→ Instructions to follow: Please filter the entries and return only the lines that include "Debug".

[Start of section]

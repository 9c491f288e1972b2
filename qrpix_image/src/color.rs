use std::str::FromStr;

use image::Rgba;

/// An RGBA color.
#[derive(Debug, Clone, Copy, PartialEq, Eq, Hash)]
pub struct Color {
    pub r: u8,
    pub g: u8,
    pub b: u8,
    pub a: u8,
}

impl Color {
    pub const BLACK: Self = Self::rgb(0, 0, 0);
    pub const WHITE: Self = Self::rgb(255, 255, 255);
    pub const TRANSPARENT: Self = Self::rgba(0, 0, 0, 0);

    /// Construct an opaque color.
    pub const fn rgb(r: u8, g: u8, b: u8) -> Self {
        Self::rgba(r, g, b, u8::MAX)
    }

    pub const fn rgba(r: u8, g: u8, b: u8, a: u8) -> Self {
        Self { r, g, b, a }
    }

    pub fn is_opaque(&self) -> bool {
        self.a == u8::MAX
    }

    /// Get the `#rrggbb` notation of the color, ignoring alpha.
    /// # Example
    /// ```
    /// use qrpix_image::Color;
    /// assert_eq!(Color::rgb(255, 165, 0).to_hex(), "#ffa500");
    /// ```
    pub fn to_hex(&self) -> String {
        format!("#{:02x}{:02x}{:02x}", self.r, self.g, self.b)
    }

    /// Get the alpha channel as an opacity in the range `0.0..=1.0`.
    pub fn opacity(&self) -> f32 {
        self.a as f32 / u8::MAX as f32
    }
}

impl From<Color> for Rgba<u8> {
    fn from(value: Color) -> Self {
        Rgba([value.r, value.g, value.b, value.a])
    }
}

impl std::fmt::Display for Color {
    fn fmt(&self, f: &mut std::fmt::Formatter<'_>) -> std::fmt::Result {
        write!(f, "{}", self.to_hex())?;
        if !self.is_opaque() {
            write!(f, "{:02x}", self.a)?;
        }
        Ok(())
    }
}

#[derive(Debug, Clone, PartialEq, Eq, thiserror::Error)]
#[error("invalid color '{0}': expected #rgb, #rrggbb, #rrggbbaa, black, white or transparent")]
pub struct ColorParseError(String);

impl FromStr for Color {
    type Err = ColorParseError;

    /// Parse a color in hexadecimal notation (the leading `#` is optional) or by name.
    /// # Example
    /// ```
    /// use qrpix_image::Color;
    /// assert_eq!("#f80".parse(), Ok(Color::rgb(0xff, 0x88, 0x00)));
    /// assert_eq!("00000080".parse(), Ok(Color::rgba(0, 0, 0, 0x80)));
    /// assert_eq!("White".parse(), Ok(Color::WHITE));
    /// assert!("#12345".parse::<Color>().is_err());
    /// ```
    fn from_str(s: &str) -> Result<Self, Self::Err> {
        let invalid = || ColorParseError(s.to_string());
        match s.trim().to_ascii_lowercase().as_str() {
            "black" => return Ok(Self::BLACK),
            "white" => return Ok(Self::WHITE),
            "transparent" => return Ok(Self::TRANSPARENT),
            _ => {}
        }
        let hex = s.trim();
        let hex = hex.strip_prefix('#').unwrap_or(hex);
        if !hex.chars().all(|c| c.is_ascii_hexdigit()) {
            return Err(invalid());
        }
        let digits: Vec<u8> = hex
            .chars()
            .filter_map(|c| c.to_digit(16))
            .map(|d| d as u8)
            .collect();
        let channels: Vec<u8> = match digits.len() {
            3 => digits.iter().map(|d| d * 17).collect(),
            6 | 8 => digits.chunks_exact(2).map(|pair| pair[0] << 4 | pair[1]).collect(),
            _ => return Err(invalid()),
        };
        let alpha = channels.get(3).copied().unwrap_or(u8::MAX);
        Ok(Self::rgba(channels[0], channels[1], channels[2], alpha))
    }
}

[End of section]

→ Task response:
#[derive(Debug, Clone, Copy, PartialEq, Eq, Hash)]
#[derive(Debug, Clone, PartialEq, Eq, thiserror::Error)]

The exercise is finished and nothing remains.